Dalam kesehariannya Alexandra terbilang wanita yang begitu mempesona. Kecantikannya tidaklah general. Mungkin, di benak kebanyakan orang, wanita cantik itu identik dengan rambut panjang, hidung mancung, kulit putih, tinggi semampai, yah baratlah acuannya. Tapi Alexandera berbanding terbalik. Namanya boleh popular digunakan di negeri barat, tapi ketimurannya melekat. Begitu pun dengan pakaiannya yang jauh dari brokat. Tapi, itulah yang membuat banyak orang terkesan padanya.
Kalau kata orang sekelilingnya, ia acapkali dibilang simpel dan tidak banyak cincong dalam berbagai hal. Bena adalah kawan dekatnya. Usia pertemanannya lebih dari 10 tahun. Kalau bertanya pada xandra, Ia tidak akan pernah mengingat persis berapa tahun berkenalan. Pasalnya, satu hal yang Ia tidak suka, memperhitungkan pertemanan. Saking tidak sukanya menyimpulkan kumpulan waktu, Ia pun hanya betah dekat pada satu teman saja. Bena tidak begitu banyak mengetahui kehidupan pribadi Xandra. Ia jarang bercerita. Berbicarapun, seperlunya. Tapi, Bena begitu senang bergaul dengannya. Aura positifnya memancar hingga merasuk dalam otak kusutnya. Akibatnya, moodnya yang seringkali berubah, bisa adjust jika bersamanya. Dalam pergaulan, Bena seringkali mengikuti kemana Xandra pergi. Ia pun mengaku terbawa harumnya perangai Xandra.
Di sisi lain, orang menilai Xandra banyak teman. Memang benar. Yang sekedar, tak terhitung. Bayangkan, setiap sudut kota, hingga pedalaman, ada saja yang Ia kenal atau bahkan kenal dengannya. Mungkin karena senyum Xandra yang tiada duanya. Keramahannya yang terpancar tulus, menjadi magnet bagi orang yang bahkan baru pertama kali mengenalnya.
Walau hari-harinya penuh keceriaan, namun saat orang bercerita, Ia lebih senang mendengarkan. Alhasil, layaknya Al-Amin yang julukkan pada Baginda Rasul, Ia pun begitu dipercaya. Bagaimana tidak, banyak yang bercerita tentang hal pribadi yang terkadang Ia pun merasa tidak pantas untuk mendengarkan.
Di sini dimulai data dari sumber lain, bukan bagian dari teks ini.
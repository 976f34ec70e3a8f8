//! Domain types for mozdoc.
//!
//! All path fields use `PathBuf`; never `&str` or `String` for filesystem
//! paths. The repository snapshot is captured once per invocation and passed
//! by reference through the call chain — never held in global state.

use std::fmt;
use std::path::Path;

use serde::{Deserialize, Serialize};

// ---------------------------------------------------------------------------
// Newtypes
// ---------------------------------------------------------------------------

/// A strongly-typed git branch name.
#[derive(Debug, Clone, PartialEq, Eq, Hash, Serialize, Deserialize)]
pub struct BranchName(pub String);

impl BranchName {
    pub fn as_str(&self) -> &str {
        &self.0
    }
}

impl fmt::Display for BranchName {
    fn fmt(&self, f: &mut fmt::Formatter<'_>) -> fmt::Result {
        self.0.fmt(f)
    }
}

impl From<String> for BranchName {
    fn from(s: String) -> Self {
        Self(s)
    }
}

impl From<&str> for BranchName {
    fn from(s: &str) -> Self {
        Self(s.to_owned())
    }
}

// ---------------------------------------------------------------------------
// Repository snapshot
// ---------------------------------------------------------------------------

/// State of the documentation repository at invocation time.
///
/// Immutable for the duration of a run; every branch build receives the same
/// snapshot so the rendered branch selector is consistent across branches.
#[derive(Debug, Clone, PartialEq, Eq, Serialize, Deserialize)]
pub struct RepoSnapshot {
    /// The branch HEAD currently points at.
    pub current_branch: BranchName,
    /// Every local branch head, in the order the repository reports them.
    pub branches: Vec<BranchName>,
    /// URL of the `origin` remote, when one is configured.
    pub origin_url: Option<String>,
}

impl RepoSnapshot {
    /// Branch names as plain strings, for template locals.
    pub fn branch_names(&self) -> Vec<String> {
        self.branches.iter().map(|b| b.0.clone()).collect()
    }
}

// ---------------------------------------------------------------------------
// Resource roots
// ---------------------------------------------------------------------------

/// The fixed top-level author-facing content categories.
///
/// `Documents` is distinguished: its contents map to the root of the
/// generated content tree, while every other root maps to a same-named
/// subdirectory.
#[derive(Debug, Clone, Copy, PartialEq, Eq, Hash, Serialize, Deserialize)]
#[serde(rename_all = "lowercase")]
pub enum ResourceRoot {
    Documents,
    Images,
    Css,
    Js,
    Prototypes,
}

impl ResourceRoot {
    pub const ALL: [ResourceRoot; 5] = [
        ResourceRoot::Documents,
        ResourceRoot::Images,
        ResourceRoot::Css,
        ResourceRoot::Js,
        ResourceRoot::Prototypes,
    ];

    pub fn as_str(&self) -> &'static str {
        match self {
            ResourceRoot::Documents => "documents",
            ResourceRoot::Images => "images",
            ResourceRoot::Css => "css",
            ResourceRoot::Js => "js",
            ResourceRoot::Prototypes => "prototypes",
        }
    }

    /// The resource root a source-relative path falls under, if any.
    pub fn containing(rel: &Path) -> Option<ResourceRoot> {
        let first = rel.components().next()?.as_os_str().to_str()?;
        Self::ALL.iter().copied().find(|r| r.as_str() == first)
    }

    /// Whether this root's contents are flattened into the content-tree root.
    pub fn flattens(&self) -> bool {
        matches!(self, ResourceRoot::Documents)
    }
}

impl fmt::Display for ResourceRoot {
    fn fmt(&self, f: &mut fmt::Formatter<'_>) -> fmt::Result {
        f.write_str(self.as_str())
    }
}

// ---------------------------------------------------------------------------
// Tests
// ---------------------------------------------------------------------------

#[cfg(test)]
mod tests {
    use std::path::PathBuf;

    use super::*;

    #[test]
    fn branch_name_display() {
        assert_eq!(BranchName::from("main").to_string(), "main");
        assert_eq!(BranchName::from(String::from("v2")).as_str(), "v2");
    }

    #[test]
    fn containing_matches_known_roots() {
        assert_eq!(
            ResourceRoot::containing(&PathBuf::from("documents/a/b.md")),
            Some(ResourceRoot::Documents)
        );
        assert_eq!(
            ResourceRoot::containing(&PathBuf::from("images/x.png")),
            Some(ResourceRoot::Images)
        );
        assert_eq!(ResourceRoot::containing(&PathBuf::from("notes/x.md")), None);
    }

    #[test]
    fn only_documents_flattens() {
        for root in ResourceRoot::ALL {
            assert_eq!(root.flattens(), root == ResourceRoot::Documents);
        }
    }

    #[test]
    fn snapshot_branch_names() {
        let snap = RepoSnapshot {
            current_branch: BranchName::from("main"),
            branches: vec![BranchName::from("main"), BranchName::from("v2")],
            origin_url: None,
        };
        assert_eq!(snap.branch_names(), vec!["main", "v2"]);
    }
}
Namun, apa daya? Xandra jarang sekali menolak permintaan orang yang ingin bercerita. Ia pun heran, padahal kerjanya hanya mengangguk, menatap, mendengarkan, dan memberi tanggapan seperlunya. Ia baru akan memberi nasihat apabila diminta. Jika tidak, porsinya hanya sekedar saja. Tapi, ternyata itulah yang dibutuhkan oleh kebanyakan orang yang ditemuinya.
"Kalau kamu hanya bercerita padaku dan kamu mendengar ada orang lain berbicara tentang hal itu kepadamu atau orang lain, maka itu dari aku", ujar Xandra kepada siapapun yang mengingatkannya untuk tidak bicara kepada siapa-siapa jika seseorang bercerita padanya. Rupanya, itulah yang membuat orang nyaman berkeluh-kesah padanya. Hingga akhirnya, Xandra begitu kaya dengan permasalahan orang. Dari pengalaman tersebut, Ia mampu berimajinasi, masuk ke dalam belenggu persoalan hidup hingga sesekali terperangkap dalam pemikiran masalah orang. Dalam doa, Xandra selalu melontarkan kalimat favoritnya, "Tuhan, berikanlah aku kemampuan untuk menyelesaikan beragam persoalan". Jika orang lain mengharapkan kemudahan, Ia justru berani menerima tantangan baik dalam bentuk ujian maupun persoalan. Xandra memang beda. Ia tidak memaksa untuk menjadi beda. Tapi secara natural, memang Ia tak sama. Ia pun tak butuh citra karena cahaya menembus pori-porinya.